• _Record extracts_:

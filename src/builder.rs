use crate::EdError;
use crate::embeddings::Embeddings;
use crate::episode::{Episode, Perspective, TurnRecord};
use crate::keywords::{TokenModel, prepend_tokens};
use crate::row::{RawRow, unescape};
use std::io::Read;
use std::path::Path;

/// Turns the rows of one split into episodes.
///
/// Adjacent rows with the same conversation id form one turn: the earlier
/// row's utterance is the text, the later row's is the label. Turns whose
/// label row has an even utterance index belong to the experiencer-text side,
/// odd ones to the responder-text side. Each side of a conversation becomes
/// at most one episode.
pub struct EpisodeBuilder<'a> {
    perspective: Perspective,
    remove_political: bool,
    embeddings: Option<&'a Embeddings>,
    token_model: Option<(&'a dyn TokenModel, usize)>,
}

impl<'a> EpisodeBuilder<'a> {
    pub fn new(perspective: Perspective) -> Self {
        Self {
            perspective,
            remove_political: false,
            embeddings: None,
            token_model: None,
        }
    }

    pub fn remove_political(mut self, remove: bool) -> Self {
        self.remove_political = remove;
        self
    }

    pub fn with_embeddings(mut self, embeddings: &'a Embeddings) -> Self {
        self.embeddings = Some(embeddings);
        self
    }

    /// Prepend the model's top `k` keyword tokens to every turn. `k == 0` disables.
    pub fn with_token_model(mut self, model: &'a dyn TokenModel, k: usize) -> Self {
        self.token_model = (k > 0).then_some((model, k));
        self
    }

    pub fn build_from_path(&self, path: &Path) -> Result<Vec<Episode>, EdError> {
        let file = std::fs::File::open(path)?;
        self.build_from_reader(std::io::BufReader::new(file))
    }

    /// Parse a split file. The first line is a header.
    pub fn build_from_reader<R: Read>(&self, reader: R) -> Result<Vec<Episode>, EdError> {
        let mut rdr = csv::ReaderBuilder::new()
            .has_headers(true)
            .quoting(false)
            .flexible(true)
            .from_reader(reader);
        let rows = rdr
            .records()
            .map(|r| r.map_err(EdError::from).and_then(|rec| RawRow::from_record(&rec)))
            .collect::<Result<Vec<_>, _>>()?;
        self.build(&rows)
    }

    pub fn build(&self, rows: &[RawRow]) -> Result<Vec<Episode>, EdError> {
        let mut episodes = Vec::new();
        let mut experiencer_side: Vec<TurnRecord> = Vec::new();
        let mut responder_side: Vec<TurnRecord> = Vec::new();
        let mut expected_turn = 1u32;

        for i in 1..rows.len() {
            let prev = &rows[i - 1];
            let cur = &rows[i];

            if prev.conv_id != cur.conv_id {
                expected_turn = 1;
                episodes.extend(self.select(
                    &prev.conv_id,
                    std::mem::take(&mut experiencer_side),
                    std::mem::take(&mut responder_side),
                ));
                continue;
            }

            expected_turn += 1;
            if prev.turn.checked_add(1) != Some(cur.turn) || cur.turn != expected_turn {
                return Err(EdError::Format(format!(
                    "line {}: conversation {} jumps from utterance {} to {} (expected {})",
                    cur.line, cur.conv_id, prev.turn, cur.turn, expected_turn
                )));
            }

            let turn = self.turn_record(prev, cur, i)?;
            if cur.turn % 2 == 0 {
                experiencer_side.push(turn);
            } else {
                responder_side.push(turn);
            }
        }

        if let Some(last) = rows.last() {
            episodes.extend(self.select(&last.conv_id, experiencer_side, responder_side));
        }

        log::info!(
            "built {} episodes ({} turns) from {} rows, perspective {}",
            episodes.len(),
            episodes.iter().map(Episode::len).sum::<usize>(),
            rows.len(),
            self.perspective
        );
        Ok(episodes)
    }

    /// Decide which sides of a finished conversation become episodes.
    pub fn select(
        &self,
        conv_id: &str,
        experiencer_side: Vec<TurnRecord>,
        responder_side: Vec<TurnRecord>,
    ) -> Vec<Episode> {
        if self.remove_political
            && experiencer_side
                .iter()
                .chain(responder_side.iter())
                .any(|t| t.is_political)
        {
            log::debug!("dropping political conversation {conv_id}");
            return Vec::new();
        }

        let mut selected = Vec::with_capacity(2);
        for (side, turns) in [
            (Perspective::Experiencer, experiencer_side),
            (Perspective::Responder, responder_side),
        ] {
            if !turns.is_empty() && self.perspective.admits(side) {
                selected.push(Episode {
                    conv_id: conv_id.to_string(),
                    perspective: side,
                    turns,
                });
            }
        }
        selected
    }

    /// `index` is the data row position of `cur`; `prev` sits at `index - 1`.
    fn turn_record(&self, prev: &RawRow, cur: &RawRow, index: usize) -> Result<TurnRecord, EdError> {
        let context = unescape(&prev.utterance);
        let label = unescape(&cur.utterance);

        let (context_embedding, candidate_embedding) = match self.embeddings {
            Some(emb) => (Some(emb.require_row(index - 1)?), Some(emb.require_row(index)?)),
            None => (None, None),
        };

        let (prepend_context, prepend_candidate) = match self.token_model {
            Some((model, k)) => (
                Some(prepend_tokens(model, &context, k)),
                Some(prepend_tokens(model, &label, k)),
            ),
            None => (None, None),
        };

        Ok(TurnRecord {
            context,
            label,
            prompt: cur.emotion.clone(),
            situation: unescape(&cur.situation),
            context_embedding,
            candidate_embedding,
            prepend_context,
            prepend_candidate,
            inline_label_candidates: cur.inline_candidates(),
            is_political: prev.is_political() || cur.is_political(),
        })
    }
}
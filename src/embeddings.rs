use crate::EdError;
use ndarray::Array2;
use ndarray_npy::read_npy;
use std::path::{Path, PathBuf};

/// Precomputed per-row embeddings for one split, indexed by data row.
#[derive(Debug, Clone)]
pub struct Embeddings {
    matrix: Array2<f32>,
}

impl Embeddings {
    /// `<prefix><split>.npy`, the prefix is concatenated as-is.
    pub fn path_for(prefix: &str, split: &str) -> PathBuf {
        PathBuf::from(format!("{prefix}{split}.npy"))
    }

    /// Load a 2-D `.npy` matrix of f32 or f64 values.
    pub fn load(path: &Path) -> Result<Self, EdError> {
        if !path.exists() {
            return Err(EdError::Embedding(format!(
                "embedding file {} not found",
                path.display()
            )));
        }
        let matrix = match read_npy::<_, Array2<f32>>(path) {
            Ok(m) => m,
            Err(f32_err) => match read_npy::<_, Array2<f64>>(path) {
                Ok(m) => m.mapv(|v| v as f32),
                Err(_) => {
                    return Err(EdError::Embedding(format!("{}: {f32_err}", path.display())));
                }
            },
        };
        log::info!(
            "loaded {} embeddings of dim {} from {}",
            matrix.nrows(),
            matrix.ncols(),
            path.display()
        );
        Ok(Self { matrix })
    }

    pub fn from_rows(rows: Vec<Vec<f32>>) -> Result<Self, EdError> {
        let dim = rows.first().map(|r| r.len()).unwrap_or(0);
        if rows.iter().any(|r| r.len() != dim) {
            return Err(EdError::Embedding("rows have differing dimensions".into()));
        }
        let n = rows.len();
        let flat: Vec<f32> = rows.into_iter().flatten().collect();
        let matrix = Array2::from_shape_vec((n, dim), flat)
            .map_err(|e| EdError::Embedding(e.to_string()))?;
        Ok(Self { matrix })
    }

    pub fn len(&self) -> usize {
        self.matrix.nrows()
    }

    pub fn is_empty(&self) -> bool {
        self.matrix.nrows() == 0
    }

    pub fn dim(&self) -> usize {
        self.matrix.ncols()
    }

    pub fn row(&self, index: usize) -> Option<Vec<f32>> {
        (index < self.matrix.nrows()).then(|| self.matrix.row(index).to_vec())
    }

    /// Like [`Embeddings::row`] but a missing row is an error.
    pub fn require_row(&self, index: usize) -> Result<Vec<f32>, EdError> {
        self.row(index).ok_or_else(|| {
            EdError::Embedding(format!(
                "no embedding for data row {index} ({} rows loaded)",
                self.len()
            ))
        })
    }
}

---

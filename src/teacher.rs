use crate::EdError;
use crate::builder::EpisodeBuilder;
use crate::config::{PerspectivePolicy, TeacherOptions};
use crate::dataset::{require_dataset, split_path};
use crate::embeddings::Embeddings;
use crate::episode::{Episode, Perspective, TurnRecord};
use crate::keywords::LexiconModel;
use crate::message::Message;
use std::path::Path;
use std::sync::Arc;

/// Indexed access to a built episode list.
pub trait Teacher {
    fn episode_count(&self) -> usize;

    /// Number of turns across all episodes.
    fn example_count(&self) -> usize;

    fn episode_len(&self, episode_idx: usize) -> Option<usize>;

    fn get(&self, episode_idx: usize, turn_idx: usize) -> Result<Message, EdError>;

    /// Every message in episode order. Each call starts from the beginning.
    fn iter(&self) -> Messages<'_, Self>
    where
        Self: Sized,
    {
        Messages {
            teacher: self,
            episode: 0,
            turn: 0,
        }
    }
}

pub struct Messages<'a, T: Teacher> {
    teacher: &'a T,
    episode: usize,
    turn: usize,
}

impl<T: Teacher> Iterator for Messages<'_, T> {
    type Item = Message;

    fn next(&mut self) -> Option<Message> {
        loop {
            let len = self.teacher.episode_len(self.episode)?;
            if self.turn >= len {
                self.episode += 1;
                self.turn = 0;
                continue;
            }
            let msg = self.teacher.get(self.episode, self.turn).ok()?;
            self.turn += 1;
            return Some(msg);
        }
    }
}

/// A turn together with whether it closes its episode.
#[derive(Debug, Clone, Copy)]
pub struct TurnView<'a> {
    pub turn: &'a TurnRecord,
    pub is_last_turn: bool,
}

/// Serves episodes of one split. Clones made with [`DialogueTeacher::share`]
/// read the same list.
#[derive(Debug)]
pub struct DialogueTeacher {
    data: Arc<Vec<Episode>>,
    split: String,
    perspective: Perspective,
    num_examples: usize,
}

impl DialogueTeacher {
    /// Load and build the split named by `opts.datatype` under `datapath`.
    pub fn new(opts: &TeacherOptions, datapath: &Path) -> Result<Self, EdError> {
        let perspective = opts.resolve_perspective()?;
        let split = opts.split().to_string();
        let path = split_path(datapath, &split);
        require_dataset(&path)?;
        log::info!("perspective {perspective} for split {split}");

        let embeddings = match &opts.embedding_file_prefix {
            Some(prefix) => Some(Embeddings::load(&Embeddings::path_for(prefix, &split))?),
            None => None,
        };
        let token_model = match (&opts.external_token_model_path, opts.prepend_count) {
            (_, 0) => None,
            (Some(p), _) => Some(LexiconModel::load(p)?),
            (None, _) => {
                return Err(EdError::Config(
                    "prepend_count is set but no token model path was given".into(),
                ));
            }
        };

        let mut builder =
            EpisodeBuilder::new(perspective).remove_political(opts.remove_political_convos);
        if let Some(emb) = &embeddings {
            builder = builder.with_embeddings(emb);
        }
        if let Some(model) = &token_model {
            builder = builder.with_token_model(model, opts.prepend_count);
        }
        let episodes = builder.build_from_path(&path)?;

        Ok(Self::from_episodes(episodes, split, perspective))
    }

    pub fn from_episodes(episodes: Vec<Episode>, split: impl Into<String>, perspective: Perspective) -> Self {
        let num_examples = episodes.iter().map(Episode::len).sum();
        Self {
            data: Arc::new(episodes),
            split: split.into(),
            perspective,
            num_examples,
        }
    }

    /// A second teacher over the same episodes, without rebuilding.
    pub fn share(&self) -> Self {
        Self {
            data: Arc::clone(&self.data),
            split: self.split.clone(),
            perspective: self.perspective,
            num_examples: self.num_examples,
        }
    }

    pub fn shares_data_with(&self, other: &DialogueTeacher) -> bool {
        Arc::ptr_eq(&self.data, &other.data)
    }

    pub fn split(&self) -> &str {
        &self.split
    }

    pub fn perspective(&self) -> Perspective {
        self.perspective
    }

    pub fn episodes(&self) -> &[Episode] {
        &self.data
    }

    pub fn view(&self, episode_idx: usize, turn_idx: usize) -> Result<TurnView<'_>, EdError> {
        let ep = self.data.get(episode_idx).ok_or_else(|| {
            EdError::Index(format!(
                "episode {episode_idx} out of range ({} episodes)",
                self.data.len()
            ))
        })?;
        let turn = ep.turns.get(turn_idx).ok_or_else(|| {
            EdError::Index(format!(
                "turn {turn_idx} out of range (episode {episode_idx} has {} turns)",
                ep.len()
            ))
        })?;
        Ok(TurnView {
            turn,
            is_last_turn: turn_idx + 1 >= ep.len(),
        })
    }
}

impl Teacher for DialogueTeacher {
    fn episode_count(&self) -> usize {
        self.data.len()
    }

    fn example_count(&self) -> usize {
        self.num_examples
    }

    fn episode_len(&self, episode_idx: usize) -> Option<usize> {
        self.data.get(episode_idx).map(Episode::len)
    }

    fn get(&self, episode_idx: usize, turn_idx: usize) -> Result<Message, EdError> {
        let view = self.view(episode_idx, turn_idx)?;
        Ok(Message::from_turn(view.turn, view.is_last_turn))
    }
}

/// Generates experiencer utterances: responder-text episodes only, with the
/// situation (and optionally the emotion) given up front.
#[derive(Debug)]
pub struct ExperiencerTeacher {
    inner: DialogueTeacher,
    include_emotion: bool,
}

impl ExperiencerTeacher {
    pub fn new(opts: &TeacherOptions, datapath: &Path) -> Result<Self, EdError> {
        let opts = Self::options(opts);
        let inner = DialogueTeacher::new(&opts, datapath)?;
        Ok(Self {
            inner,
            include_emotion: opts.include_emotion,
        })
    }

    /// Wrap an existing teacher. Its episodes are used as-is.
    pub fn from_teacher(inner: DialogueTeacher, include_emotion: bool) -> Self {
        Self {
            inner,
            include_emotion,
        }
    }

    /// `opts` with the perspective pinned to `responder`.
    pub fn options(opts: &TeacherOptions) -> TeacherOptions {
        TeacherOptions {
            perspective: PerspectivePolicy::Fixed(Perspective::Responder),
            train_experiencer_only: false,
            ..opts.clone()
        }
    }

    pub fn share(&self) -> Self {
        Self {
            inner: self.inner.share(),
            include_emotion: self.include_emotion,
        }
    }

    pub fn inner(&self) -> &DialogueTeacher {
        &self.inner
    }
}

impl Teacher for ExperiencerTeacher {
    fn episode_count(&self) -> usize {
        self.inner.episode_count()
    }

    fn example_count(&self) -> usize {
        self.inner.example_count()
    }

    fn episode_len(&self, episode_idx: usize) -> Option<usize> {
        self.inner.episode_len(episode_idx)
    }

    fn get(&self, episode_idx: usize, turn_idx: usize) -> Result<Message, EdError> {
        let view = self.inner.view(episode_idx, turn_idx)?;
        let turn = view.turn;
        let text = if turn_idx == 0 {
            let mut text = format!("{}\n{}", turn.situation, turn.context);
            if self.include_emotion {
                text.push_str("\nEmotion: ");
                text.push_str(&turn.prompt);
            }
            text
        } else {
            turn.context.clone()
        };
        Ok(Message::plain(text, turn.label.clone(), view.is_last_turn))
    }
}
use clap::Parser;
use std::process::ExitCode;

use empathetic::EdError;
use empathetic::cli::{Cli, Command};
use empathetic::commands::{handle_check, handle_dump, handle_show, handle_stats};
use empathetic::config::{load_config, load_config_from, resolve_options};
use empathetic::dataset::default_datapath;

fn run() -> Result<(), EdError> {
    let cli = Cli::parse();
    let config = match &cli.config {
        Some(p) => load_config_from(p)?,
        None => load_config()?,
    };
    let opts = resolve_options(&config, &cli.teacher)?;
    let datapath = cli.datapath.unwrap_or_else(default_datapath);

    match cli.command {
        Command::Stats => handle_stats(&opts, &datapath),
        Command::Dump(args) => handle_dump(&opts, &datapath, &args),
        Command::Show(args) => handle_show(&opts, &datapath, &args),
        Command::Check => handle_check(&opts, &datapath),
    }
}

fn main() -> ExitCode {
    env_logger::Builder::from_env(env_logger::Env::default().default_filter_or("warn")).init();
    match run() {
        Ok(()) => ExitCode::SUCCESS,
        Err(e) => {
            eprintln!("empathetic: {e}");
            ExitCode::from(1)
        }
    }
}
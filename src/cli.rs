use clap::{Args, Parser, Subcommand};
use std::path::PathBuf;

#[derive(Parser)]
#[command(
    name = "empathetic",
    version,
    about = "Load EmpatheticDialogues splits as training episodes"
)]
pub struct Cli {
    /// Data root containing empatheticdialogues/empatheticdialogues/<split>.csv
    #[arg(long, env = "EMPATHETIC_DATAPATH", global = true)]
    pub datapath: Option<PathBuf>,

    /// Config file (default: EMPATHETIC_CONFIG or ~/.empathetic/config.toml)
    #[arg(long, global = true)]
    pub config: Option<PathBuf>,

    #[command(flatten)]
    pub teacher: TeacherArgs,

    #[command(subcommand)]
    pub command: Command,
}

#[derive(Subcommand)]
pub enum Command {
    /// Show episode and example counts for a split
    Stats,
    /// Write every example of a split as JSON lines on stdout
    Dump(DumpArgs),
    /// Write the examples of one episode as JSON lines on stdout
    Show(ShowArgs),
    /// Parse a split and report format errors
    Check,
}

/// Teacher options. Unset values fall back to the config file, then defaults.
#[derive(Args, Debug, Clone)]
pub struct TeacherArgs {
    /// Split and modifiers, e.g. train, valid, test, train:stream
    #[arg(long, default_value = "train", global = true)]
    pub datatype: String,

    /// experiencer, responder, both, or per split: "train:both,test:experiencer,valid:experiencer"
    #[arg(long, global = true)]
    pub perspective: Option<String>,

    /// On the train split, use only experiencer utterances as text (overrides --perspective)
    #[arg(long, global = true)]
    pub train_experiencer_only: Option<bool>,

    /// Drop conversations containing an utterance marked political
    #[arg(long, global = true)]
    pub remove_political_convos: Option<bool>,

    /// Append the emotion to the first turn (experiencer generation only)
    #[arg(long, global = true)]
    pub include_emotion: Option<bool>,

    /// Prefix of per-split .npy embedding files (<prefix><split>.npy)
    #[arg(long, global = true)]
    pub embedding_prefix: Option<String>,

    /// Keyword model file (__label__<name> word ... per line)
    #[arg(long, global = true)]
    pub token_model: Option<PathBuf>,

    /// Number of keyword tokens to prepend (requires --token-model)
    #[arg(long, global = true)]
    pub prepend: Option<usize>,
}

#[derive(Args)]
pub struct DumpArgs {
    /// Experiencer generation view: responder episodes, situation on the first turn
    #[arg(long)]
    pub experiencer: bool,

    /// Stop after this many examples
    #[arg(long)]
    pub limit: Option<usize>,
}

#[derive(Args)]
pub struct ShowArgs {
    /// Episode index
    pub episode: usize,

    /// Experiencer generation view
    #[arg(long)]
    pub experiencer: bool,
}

* * *

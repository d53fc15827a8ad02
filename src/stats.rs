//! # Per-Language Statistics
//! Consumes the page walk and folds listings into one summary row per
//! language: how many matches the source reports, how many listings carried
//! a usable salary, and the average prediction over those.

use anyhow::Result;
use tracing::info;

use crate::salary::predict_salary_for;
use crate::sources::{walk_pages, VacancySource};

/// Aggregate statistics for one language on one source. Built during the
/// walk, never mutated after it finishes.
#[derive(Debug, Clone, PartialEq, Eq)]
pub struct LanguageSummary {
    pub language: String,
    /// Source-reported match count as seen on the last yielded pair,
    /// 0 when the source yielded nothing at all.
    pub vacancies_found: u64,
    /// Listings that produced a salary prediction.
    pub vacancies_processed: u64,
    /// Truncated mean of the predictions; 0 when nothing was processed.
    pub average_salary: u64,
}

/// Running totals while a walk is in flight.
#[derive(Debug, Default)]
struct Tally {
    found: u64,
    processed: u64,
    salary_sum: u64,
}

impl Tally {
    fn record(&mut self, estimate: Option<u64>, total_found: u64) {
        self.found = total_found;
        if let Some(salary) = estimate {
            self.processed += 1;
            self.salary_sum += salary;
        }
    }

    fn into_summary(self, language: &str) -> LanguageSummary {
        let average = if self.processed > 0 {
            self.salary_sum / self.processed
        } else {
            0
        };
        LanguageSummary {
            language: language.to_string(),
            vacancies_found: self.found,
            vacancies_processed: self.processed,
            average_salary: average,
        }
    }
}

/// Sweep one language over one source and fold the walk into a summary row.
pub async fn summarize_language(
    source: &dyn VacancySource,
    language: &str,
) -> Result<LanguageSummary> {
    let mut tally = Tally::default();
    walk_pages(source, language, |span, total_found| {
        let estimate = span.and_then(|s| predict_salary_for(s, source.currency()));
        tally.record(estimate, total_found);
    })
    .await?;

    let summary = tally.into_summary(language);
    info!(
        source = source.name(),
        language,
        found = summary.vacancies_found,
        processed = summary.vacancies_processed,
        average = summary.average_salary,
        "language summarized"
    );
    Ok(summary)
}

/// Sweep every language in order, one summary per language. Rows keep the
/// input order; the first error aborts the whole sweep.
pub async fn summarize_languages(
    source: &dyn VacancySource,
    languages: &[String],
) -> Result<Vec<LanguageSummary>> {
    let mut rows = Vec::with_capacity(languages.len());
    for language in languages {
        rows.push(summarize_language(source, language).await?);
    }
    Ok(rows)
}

• _To do_: In the records above, how many lines include "first"? Answer with the number alone.

• _Result for this task_: 5